_EXERCISE BRIEF_.
Below are the records; give the number of their lines that contain the word "default" and nothing more.

(Stored items)
+ + + + +

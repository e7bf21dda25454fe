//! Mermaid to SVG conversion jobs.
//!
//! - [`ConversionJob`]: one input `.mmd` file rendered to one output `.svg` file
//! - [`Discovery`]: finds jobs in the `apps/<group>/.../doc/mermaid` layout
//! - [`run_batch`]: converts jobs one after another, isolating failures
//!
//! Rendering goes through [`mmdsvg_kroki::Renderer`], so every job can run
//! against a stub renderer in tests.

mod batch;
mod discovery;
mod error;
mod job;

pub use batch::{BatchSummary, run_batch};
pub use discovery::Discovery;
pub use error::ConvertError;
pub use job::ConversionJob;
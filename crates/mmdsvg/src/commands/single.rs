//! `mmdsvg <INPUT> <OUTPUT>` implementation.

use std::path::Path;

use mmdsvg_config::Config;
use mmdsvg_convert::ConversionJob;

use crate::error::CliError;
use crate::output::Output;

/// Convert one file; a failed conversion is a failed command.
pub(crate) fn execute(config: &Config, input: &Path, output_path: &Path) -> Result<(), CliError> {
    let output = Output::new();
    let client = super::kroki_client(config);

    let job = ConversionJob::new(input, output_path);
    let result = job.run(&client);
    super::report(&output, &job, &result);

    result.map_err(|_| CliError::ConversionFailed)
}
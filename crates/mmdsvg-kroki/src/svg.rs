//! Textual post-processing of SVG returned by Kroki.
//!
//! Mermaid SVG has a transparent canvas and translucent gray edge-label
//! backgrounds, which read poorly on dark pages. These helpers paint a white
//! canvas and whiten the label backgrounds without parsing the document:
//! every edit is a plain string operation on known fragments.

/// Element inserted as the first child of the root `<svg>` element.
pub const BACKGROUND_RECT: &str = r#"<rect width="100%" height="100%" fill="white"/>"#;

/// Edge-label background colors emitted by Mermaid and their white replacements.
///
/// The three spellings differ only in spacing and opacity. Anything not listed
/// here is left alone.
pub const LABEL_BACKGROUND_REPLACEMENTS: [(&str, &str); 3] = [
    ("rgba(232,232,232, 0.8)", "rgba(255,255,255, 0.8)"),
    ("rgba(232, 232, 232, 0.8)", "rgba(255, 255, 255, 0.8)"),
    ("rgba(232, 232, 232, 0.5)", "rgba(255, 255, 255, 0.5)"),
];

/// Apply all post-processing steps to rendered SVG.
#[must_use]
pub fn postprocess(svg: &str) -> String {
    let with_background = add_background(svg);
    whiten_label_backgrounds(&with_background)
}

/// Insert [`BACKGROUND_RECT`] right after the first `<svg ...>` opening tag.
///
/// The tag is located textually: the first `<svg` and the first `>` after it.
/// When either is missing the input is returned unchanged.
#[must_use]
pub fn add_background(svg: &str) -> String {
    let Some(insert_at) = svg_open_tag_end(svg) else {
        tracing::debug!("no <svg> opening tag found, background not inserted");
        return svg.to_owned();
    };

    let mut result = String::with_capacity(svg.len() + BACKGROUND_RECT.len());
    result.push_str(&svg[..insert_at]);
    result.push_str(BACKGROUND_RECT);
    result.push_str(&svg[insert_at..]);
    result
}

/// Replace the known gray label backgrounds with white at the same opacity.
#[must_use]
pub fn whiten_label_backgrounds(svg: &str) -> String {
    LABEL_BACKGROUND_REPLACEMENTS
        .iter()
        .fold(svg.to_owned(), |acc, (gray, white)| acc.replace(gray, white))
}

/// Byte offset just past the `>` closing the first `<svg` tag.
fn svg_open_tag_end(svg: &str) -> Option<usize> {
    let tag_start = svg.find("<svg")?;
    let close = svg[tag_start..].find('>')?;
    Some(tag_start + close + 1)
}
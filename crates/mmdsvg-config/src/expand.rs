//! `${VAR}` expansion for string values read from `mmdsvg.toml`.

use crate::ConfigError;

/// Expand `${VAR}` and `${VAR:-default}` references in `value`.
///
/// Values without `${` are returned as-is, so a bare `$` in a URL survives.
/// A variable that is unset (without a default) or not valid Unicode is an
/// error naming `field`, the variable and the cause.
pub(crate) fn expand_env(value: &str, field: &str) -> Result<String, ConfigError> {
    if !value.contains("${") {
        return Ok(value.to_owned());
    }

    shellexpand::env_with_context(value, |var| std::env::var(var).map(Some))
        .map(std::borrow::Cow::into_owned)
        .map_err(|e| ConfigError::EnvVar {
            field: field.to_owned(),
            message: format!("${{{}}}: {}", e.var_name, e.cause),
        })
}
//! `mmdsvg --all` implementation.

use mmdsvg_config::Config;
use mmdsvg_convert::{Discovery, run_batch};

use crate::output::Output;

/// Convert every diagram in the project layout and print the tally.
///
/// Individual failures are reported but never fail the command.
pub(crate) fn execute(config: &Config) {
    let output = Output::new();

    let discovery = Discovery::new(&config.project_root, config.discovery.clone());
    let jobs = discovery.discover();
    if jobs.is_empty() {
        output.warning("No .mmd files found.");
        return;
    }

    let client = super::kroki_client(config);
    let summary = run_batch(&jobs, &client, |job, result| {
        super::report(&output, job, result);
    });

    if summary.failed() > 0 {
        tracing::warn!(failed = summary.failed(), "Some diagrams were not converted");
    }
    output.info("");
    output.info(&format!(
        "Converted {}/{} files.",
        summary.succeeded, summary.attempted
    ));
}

+ + + + +

_TASK ANSWER_.
2